Automated vehicles (AV) have the potential to prevent conflicts between motor vehicles and cyclists, however existing literature only focuses on vehicle collision avoidance technology (e.g. autonomous emergency braking (AEB)).
Due to the high risk of the cyclist falling during braking due to front wheel lock-up, nose over, fly-off or low velocity/dismount, collision avoidance alone does not ensure the safety of cyclists.
Current thresholds of surrogate safety measures are derived from car-car conflicts, which are not sufficient for the safe braking of a cyclist.
This study aims to answer the following questions:
- What are the most dangerous scenarios in which the cyclist has to brake in order to avoid a collision with a motor vehicle?
- What are the safety boundaries for safe interactions for the identified scenarios?
- What surrogate safety measures can the AV use to reliably assess the risk of the cyclist having to brake strongly?
Information about real-life scenarios (in which there are conflicts between cyclists and motor vehicles) are obtained through the use of the Lidar sensors fitted to ZOE2. When parked in a conventional parking space, ZOE2 can identify cyclists and capture the cyclist’s (natural) trajectory and velocity over a range of 50-100 meters. So far, the trajectory and speed of more than 500 cyclists have been measured at three different locations in Brisbane.
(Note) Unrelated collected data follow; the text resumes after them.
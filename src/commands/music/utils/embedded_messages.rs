use chrono::{DateTime, Utc};
use poise::{CreateReply, serenity_prelude as serenity};
use serenity::all::{ChannelId, CreateEmbed};

use super::format_duration;
use super::guild_session::{NowPlaying, PlaybackState, SessionSnapshot};
use super::music_manager::MusicError;
use super::session_actor::{EnqueueOutcome, JoinOutcome};
use crate::commands::music::audio_sources::track_metadata::QueuedTrack;

const SUCCESS: u32 = 0x00ff00;
const FAILURE: u32 = 0xff0000;

/// Bitrate below which `join` warns about audio quality, in bits per second.
pub const LOW_BITRATE: u32 = 128_000;

fn success(title: &str, description: impl Into<String>) -> CreateReply {
    CreateReply::default().embed(
        CreateEmbed::new()
            .title(title)
            .description(description)
            .color(SUCCESS),
    )
}

fn on_off(enabled: bool) -> &'static str {
    if enabled { "enabled" } else { "disabled" }
}

/// Create an embed for a failed command. Input mistakes are only shown to the caller.
pub fn error(err: &MusicError) -> CreateReply {
    let description = match err {
        MusicError::UserNotInVoiceChannel => "You need to be in a voice channel".to_string(),
        MusicError::NotConnected => "I'm not connected to a voice channel".to_string(),
        MusicError::NothingPlaying => "No track is currently playing".to_string(),
        MusicError::NotPaused => "Playback is not paused".to_string(),
        MusicError::VolumeOutOfRange(_) => "Provide a number between 0 and 200".to_string(),
        MusicError::NoResults => "No results found".to_string(),
        other => other.to_string(),
    };

    CreateReply::default()
        .embed(
            CreateEmbed::new()
                .title("❌ Error")
                .description(description)
                .color(FAILURE),
        )
        .ephemeral(err.is_user_error())
}

/// Create an embed for a `play` request
pub fn enqueued(outcome: &EnqueueOutcome) -> CreateReply {
    match outcome {
        EnqueueOutcome::Playing(track) => {
            success("🎵 Now Playing", format!("**{}**", track.title))
        }
        EnqueueOutcome::Queued { track, position } => CreateReply::default().embed(
            CreateEmbed::new()
                .title("🎵 Added to Queue")
                .description(format!("**{}**", track.title))
                .field("Position", format!("`#{}`", position), true)
                .color(SUCCESS),
        ),
        EnqueueOutcome::Skipped(track) => CreateReply::default().embed(
            CreateEmbed::new()
                .title("❌ Error")
                .description(format!("Could not play **{}**", track.title))
                .color(FAILURE),
        ),
    }
}

/// Create an embed for `join`
pub fn joined(outcome: JoinOutcome, channel_id: ChannelId, bitrate: Option<u32>) -> CreateReply {
    let description = match outcome {
        JoinOutcome::Connected => format!("Joined <#{}>", channel_id),
        JoinOutcome::Moved => format!("Moved to <#{}>", channel_id),
        JoinOutcome::AlreadyConnected => format!("Already in <#{}>", channel_id),
    };

    let mut embed = CreateEmbed::new()
        .title("🔊 Voice")
        .description(description)
        .color(SUCCESS);

    if let Some(notice) = bitrate.and_then(bitrate_notice) {
        embed = embed.field("Audio quality", notice, false);
    }

    CreateReply::default().embed(embed)
}

/// Warning text for channels below `LOW_BITRATE`.
pub fn bitrate_notice(bitrate: u32) -> Option<String> {
    (bitrate < LOW_BITRATE).then(|| {
        format!(
            "This channel runs at {} kbps. Raise it to at least {} kbps for better audio.",
            bitrate / 1000,
            LOW_BITRATE / 1000
        )
    })
}

pub fn paused(track: &QueuedTrack) -> CreateReply {
    success("⏸️ Paused", format!("Paused **{}**", track.title))
}

pub fn resumed(track: &QueuedTrack) -> CreateReply {
    success("▶️ Resumed", format!("Resumed **{}**", track.title))
}

pub fn skipped(track: &QueuedTrack) -> CreateReply {
    success("⏭️ Skipped", format!("Skipped **{}**", track.title))
}

/// Create an embed for `disconnect`
pub fn disconnected(was_connected: bool) -> CreateReply {
    if was_connected {
        success(
            "👋 Left Voice Channel",
            "Disconnected and cleared the queue",
        )
    } else {
        success("👋 Disconnected", "I wasn't connected, nothing to clear")
    }
}

pub fn queue_cleared(removed: usize) -> CreateReply {
    success(
        "🧹 Queue Cleared",
        format!("Removed {} track{}", removed, if removed == 1 { "" } else { "s" }),
    )
}

pub fn volume_set(volume: f32) -> CreateReply {
    success(
        "🔊 Volume",
        format!("Volume set to {}%", (volume * 100.0).round() as i64),
    )
}

pub fn loop_toggled(enabled: bool) -> CreateReply {
    success("🔁 Loop", format!("Loop {}", on_off(enabled)))
}

pub fn sticky_toggled(enabled: bool) -> CreateReply {
    let description = if enabled {
        "24/7 mode enabled, I'll stay in voice"
    } else {
        "24/7 mode disabled"
    };
    success("🕒 24/7", description)
}

/// Numbered listing of the upcoming tracks.
pub fn queue_description(queue: &[QueuedTrack]) -> String {
    if queue.is_empty() {
        return "**📭 Queue is empty**".to_string();
    }

    let mut description = format!("**📋 Queue - {} tracks**\n", queue.len());
    for (index, track) in queue.iter().enumerate() {
        description.push_str(&format!("{}. {}\n", index + 1, track.title));
    }
    description
}

pub fn music_queue(snapshot: &SessionSnapshot) -> CreateReply {
    let mut description = String::new();
    match &snapshot.current {
        Some(now) => description.push_str(&format!("**🎵 Now Playing**\n{}\n\n", now.track.title)),
        None => description.push_str("**🔇 Nothing playing**\n\n"),
    }
    description.push_str(&queue_description(&snapshot.queue));

    CreateReply::default().embed(
        CreateEmbed::new()
            .title("🎵 Music Queue")
            .description(description)
            .color(SUCCESS),
    )
}

/// Title, pause marker, elapsed time and modes of the loaded track.
pub fn now_playing_description(
    now: &NowPlaying,
    state: PlaybackState,
    loop_enabled: bool,
    sticky: bool,
    at: DateTime<Utc>,
) -> String {
    let elapsed = (at - now.started_at).to_std().unwrap_or_default();
    let marker = if state == PlaybackState::Paused {
        " (paused)"
    } else {
        ""
    };

    format!(
        "**{}**{}\nElapsed: `{}`\nLoop: {} • 24/7: {}",
        now.track.title,
        marker,
        format_duration(elapsed),
        on_off(loop_enabled),
        on_off(sticky)
    )
}

pub fn now_playing(snapshot: &SessionSnapshot) -> CreateReply {
    let Some(now) = &snapshot.current else {
        return error(&MusicError::NothingPlaying);
    };

    success(
        "🎵 Now Playing",
        now_playing_description(
            now,
            snapshot.state,
            snapshot.loop_enabled,
            snapshot.sticky,
            Utc::now(),
        ),
    )
}

/// Create an embed for the warning shown when a prefixed message can't be deleted
pub fn cannot_delete_trigger() -> CreateReply {
    CreateReply::default().embed(
        CreateEmbed::new()
            .title("⚠️ Warning")
            .description("I don't have permission to delete messages here")
            .color(FAILURE),
    )
}
//! Test fixtures for the jukebox bot
//! This module contains sample ids and tracks used in tests

use jukebox::commands::music::audio_sources::track_metadata::QueuedTrack;
use poise::serenity_prelude::{ChannelId, GuildId};

/// Sample guild ID for testing
pub const SAMPLE_GUILD_ID: u64 = 123456789;

/// Sample voice channel ID for testing
pub const SAMPLE_VOICE_CHANNEL_ID: u64 = 555555555;

/// Sample text channel ID for testing
pub const SAMPLE_TEXT_CHANNEL_ID: u64 = 987654321;

pub fn guild() -> GuildId {
    GuildId::new(SAMPLE_GUILD_ID)
}

pub fn other_guild() -> GuildId {
    GuildId::new(SAMPLE_GUILD_ID + 1)
}

pub fn voice_channel() -> ChannelId {
    ChannelId::new(SAMPLE_VOICE_CHANNEL_ID)
}

pub fn other_voice_channel() -> ChannelId {
    ChannelId::new(SAMPLE_VOICE_CHANNEL_ID + 1)
}

pub fn text_channel() -> ChannelId {
    ChannelId::new(SAMPLE_TEXT_CHANNEL_ID)
}

/// A track whose title and URL derive from `name`.
pub fn track(name: &str) -> QueuedTrack {
    QueuedTrack::new(
        format!("https://cdn.example.com/audio/{name}.webm"),
        Some(name.to_string()),
    )
}
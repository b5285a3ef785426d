//! This module aggregates all the command modules for the bot.

/// Commands related to music playback.
pub mod music;
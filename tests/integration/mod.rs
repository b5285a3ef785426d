//! End-to-end tests of guild sessions driven through the public handle API

mod connect;
mod recovery;
mod session;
The first stage of this study was conducted as part of Marco Reijne’s internship at CARRS-Q from 1 September 2019 to 4 December 2019. The next stage of this study will be conducted in The Netherlands to identify the cyclist’s safety boundary in identified scenarios and evaluate the performance of different surrogate safety measures in predicting unsafe braking by the cyclist.
ZOE2 is the research platform in the iMOVE and Queensland Department of Transport and Main Roads’ Cooperative and Highly Automated Driving (CHAD) Safety Study. Permission for its use for this study has been provided by Queensland Department of Transport and Main Roads.